====== MATERIAL SHOWN

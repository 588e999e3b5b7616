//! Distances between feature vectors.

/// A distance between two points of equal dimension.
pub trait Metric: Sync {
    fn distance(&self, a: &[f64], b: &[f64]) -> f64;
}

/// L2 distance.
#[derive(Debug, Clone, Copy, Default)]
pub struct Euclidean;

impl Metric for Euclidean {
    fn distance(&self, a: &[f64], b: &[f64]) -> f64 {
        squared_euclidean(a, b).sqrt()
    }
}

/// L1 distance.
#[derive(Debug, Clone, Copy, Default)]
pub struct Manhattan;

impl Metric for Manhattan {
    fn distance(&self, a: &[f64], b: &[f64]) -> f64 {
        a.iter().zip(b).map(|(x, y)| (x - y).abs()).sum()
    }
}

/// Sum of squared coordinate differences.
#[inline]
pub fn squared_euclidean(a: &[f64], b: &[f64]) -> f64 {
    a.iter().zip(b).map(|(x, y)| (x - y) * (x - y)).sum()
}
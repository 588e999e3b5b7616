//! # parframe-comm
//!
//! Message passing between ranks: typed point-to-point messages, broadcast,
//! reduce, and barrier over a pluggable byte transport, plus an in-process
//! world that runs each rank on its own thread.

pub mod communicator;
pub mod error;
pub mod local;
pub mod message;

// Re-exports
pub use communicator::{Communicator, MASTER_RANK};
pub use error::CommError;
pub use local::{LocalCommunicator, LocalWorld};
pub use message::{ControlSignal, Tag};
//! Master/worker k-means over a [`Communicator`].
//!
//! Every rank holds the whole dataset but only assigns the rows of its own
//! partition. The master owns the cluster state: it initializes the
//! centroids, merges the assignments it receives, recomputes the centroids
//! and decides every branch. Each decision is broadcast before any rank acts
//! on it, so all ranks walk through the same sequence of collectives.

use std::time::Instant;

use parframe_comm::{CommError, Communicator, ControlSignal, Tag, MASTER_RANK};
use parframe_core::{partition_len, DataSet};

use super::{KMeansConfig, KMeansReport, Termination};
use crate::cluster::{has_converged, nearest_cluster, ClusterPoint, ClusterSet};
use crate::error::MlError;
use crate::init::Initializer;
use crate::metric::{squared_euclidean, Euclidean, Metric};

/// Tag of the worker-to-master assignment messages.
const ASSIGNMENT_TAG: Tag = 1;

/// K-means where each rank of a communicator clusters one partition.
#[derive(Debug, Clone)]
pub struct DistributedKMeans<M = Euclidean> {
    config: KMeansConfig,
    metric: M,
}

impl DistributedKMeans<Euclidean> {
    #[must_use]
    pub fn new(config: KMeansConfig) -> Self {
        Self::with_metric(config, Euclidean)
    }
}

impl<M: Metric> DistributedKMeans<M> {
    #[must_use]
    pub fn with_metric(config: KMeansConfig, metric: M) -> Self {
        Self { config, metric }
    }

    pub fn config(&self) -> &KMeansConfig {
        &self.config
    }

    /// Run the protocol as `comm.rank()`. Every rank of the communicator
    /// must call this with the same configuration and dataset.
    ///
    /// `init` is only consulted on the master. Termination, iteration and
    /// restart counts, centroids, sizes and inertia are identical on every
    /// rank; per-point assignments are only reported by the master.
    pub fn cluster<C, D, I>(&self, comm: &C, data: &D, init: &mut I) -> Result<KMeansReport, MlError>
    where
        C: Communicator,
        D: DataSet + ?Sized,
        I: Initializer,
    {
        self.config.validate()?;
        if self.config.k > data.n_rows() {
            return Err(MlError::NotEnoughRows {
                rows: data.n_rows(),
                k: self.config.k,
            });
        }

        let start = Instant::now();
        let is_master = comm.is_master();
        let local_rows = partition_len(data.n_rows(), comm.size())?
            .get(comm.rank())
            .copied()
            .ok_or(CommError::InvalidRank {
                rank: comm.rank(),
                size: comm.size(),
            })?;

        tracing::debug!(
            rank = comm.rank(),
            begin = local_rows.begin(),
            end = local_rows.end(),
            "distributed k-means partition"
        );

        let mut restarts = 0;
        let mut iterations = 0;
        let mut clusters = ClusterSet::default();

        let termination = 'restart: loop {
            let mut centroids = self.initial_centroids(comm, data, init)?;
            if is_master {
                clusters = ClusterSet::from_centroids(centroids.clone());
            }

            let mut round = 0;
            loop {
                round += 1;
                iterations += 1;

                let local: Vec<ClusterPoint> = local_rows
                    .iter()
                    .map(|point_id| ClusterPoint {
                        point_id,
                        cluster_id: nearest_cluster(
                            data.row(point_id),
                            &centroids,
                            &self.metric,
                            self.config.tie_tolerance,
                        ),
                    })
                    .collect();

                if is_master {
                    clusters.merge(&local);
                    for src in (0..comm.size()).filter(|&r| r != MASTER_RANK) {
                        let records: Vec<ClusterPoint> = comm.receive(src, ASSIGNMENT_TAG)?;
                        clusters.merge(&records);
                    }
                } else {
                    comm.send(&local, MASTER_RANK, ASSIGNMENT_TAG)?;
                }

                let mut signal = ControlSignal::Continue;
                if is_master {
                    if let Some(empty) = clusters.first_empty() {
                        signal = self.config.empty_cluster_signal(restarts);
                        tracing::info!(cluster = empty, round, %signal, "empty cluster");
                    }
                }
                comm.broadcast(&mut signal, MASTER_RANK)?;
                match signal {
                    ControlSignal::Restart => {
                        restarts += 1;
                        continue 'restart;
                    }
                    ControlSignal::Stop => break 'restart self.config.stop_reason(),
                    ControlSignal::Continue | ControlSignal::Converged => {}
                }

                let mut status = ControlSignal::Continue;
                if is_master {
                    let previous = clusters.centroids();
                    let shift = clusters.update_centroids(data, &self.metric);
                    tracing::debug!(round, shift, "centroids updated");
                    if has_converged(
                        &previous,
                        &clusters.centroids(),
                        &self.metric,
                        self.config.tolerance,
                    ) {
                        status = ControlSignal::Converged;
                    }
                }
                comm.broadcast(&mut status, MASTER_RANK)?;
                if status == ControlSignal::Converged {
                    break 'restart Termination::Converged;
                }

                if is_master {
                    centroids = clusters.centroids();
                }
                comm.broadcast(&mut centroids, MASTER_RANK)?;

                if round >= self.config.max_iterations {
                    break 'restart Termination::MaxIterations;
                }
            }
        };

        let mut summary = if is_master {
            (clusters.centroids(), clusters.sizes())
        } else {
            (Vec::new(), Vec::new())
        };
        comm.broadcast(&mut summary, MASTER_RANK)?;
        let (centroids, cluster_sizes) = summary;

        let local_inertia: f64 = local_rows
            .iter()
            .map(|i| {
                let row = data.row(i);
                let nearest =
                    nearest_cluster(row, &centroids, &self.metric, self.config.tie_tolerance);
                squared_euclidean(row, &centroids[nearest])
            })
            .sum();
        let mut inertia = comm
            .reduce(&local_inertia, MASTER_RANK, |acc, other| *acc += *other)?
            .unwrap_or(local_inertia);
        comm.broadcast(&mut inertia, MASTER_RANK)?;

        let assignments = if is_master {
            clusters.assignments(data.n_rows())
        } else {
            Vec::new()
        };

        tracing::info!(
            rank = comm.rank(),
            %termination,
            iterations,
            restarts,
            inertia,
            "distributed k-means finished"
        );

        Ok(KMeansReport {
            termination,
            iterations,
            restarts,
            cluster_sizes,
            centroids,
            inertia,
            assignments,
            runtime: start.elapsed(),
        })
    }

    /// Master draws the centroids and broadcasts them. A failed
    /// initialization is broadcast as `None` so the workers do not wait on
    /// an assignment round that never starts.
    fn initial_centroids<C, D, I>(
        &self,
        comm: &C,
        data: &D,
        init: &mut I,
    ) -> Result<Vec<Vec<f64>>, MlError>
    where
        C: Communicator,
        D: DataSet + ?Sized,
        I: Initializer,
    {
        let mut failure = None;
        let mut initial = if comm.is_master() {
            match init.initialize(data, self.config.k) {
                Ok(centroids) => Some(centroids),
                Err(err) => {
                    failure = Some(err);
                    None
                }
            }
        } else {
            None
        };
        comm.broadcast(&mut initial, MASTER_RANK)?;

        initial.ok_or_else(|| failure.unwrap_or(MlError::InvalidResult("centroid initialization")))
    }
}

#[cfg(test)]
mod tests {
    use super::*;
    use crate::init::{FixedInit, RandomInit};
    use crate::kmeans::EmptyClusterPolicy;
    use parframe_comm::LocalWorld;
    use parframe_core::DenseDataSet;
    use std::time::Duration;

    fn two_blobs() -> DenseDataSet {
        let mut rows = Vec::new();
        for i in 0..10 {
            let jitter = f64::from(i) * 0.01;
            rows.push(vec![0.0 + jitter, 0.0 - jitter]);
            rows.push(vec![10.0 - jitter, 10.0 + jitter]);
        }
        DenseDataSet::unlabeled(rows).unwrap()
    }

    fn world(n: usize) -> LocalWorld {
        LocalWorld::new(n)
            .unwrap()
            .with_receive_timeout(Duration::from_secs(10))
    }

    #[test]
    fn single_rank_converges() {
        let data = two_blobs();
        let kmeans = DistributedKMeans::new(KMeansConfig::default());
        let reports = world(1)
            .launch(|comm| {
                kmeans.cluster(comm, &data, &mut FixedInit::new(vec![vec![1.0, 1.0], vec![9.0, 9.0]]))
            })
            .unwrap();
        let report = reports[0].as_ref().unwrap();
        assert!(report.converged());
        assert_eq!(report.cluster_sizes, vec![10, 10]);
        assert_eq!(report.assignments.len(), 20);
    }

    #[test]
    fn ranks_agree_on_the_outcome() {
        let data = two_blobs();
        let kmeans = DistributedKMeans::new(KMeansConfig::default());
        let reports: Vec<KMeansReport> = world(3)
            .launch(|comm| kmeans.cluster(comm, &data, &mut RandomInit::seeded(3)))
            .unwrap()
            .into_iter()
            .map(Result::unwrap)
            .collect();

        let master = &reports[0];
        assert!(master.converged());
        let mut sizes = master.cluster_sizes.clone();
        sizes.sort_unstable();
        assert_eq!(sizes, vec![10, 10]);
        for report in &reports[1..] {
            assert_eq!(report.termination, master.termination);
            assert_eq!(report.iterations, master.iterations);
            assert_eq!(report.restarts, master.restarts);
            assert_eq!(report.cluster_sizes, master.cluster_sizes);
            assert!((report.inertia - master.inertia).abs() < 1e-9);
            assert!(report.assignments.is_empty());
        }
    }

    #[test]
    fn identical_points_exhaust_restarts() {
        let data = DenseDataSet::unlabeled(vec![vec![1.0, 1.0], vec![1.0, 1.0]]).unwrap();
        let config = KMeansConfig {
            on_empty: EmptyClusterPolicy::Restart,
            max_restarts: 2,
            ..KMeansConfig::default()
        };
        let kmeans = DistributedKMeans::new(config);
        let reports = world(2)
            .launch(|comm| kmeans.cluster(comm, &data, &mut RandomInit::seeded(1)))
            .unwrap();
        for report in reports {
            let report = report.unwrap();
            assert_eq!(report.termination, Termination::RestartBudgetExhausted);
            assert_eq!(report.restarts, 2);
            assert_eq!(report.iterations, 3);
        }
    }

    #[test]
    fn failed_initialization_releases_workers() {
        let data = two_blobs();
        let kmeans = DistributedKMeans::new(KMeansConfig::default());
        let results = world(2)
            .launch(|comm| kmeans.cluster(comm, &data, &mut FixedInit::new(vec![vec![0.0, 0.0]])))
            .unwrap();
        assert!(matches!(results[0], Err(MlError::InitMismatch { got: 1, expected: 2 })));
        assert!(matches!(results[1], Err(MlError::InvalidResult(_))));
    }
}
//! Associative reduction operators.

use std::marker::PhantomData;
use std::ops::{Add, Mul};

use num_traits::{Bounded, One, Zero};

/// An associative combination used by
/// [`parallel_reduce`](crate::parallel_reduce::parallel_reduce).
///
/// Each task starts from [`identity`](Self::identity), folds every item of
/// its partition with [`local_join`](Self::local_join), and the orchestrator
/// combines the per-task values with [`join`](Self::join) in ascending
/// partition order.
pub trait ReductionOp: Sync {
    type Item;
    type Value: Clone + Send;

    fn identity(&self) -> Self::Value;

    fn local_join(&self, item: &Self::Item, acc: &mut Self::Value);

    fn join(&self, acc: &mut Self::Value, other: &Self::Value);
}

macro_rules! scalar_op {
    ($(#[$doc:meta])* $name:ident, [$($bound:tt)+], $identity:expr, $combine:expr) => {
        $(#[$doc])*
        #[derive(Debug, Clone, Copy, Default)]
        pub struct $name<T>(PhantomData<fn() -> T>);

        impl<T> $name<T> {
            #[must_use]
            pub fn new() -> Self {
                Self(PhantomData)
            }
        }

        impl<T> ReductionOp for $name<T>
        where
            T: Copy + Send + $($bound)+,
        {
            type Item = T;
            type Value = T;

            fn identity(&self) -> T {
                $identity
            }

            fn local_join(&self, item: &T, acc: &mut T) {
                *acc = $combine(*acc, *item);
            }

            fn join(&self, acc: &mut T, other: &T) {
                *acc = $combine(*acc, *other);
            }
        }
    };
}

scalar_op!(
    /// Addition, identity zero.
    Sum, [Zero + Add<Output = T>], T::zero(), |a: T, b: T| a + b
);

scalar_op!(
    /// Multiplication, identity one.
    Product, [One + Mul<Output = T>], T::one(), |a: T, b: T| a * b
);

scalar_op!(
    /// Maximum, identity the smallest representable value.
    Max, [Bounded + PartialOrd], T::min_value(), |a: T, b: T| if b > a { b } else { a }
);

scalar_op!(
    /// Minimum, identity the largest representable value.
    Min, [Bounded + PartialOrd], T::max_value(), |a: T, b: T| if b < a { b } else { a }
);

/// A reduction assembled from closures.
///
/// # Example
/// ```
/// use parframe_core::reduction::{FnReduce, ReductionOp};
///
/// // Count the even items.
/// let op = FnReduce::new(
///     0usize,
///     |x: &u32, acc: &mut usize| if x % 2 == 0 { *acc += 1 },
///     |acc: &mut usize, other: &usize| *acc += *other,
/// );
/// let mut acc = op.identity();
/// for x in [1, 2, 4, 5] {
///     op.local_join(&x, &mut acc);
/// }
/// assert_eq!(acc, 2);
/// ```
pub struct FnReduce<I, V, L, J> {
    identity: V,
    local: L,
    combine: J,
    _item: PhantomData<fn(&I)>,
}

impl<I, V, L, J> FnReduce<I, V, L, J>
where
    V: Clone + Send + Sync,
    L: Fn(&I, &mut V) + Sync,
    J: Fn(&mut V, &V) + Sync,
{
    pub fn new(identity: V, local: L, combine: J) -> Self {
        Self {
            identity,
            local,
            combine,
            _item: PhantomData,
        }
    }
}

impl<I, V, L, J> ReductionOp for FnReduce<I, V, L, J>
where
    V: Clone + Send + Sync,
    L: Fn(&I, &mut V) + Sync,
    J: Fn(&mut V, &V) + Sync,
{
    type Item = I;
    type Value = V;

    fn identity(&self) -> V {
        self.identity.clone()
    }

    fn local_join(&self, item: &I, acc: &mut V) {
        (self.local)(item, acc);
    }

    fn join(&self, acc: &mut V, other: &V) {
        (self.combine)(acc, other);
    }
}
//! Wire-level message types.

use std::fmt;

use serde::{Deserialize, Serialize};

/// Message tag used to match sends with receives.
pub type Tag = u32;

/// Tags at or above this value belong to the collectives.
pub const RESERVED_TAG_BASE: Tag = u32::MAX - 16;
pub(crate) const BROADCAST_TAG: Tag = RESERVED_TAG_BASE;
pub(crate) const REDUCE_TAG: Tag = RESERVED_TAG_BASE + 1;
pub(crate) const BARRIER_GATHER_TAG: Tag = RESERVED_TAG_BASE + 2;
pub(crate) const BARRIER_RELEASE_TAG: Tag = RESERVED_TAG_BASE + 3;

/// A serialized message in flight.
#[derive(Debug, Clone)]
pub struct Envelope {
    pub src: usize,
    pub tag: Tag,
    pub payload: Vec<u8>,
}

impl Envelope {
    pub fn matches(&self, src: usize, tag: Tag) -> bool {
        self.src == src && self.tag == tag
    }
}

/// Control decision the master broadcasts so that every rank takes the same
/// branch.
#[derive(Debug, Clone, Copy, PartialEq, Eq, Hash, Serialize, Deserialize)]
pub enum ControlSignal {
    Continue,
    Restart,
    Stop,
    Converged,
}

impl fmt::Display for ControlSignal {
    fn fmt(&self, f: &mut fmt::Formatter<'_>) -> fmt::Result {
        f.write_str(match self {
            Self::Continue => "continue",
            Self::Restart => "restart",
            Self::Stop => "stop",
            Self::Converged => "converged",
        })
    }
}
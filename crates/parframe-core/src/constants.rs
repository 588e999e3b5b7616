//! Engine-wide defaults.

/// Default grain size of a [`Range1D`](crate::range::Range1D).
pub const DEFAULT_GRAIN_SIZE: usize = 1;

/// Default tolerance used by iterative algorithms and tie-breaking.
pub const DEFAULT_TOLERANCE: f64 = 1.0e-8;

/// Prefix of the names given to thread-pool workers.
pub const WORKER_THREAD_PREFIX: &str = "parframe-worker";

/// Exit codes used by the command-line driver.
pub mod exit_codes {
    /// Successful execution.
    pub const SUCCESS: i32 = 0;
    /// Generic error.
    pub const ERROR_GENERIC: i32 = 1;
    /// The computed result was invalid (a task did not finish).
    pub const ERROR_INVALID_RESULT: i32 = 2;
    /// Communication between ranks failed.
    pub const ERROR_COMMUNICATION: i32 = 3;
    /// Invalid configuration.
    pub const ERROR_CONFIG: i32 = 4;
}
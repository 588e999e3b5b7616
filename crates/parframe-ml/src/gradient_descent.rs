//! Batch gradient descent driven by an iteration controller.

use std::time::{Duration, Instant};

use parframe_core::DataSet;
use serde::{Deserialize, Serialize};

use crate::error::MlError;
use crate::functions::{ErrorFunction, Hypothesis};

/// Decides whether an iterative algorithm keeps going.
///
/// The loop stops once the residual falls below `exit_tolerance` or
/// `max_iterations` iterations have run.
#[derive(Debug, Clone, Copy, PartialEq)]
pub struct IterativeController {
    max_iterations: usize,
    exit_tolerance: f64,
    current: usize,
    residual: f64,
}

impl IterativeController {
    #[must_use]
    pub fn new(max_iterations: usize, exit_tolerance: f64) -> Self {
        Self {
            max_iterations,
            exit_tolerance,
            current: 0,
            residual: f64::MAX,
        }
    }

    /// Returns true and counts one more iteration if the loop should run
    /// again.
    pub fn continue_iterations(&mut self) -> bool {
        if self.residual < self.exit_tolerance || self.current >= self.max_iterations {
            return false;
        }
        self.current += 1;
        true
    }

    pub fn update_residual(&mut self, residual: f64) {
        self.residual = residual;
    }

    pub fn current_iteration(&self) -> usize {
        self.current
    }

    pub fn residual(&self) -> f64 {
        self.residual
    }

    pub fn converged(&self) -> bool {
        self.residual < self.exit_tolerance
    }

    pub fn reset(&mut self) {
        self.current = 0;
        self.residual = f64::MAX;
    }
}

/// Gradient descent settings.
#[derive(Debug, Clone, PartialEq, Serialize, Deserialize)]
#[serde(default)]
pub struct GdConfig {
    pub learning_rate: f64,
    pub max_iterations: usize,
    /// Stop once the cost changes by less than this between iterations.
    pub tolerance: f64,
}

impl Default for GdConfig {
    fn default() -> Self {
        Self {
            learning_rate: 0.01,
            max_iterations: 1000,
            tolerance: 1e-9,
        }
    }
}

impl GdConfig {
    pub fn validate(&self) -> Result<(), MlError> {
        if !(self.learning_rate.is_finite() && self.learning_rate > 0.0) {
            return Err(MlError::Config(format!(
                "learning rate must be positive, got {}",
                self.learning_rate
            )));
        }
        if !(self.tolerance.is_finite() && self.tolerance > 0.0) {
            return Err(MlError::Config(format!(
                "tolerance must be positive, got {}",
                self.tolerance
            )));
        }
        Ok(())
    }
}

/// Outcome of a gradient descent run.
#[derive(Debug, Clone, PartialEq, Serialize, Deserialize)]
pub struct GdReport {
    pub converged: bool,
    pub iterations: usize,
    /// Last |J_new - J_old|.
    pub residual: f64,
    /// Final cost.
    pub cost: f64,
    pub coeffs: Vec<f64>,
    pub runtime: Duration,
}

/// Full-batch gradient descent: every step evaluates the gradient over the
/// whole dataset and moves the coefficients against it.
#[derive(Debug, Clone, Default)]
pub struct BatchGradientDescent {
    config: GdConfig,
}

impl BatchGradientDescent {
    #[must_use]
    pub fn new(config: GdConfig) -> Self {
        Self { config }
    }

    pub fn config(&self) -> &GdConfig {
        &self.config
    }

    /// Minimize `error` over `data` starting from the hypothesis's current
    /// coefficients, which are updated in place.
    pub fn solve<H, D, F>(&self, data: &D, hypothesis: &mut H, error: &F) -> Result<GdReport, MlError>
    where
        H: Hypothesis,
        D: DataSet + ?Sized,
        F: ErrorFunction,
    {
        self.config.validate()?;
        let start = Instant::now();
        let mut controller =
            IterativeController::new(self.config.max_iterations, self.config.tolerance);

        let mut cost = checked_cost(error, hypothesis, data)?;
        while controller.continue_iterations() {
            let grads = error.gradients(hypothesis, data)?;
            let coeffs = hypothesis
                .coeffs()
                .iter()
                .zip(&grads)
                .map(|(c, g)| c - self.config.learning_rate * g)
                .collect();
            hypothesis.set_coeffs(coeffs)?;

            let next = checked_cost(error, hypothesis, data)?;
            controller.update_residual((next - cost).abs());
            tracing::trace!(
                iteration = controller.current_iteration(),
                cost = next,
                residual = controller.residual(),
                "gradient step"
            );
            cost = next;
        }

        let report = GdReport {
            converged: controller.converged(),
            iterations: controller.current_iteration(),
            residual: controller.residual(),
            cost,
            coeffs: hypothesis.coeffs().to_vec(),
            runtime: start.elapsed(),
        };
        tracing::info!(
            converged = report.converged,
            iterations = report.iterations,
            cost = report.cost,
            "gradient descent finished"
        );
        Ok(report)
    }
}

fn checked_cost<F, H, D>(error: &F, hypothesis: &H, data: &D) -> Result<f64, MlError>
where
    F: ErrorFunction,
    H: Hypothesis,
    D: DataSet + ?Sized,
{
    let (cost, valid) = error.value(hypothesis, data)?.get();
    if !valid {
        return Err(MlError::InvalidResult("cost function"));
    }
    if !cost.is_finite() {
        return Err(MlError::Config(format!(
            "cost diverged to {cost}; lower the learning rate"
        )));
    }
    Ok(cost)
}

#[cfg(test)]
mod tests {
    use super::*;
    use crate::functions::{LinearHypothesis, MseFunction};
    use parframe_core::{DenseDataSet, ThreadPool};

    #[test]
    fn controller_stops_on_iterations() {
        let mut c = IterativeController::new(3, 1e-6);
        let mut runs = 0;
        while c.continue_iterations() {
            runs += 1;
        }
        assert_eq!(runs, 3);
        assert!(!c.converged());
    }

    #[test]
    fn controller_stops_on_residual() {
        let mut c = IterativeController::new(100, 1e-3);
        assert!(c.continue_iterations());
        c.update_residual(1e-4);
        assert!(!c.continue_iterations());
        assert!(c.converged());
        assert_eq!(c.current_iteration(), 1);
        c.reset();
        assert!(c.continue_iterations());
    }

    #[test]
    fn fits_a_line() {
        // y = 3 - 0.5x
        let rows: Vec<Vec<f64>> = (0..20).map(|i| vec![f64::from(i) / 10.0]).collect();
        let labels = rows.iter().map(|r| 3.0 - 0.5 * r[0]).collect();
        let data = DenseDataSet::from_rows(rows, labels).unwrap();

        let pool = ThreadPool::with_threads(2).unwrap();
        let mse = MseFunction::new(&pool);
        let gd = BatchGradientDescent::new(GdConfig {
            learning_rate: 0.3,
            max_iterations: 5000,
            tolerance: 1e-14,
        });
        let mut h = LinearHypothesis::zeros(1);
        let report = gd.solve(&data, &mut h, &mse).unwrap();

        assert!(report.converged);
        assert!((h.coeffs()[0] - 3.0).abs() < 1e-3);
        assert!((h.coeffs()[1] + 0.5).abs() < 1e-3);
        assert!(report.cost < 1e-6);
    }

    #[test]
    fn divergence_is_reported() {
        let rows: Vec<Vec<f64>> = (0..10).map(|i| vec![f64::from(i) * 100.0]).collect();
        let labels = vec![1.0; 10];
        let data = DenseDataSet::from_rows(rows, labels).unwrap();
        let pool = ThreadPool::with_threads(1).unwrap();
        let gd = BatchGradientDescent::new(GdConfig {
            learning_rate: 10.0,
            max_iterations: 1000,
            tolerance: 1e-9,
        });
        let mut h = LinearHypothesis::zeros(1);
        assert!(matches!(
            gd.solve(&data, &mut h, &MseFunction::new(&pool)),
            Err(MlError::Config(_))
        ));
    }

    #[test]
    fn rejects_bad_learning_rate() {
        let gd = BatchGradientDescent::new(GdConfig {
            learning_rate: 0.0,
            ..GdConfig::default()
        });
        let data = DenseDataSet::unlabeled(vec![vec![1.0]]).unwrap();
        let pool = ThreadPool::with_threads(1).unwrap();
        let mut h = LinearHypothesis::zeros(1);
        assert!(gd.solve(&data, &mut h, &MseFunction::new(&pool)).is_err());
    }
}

============

In the entries above, locate every line with the word "whole" and copy it.

//! Every rank holds the whole dataset but only assigns the rows of its own
/// whole dataset and moves the coefficients against it.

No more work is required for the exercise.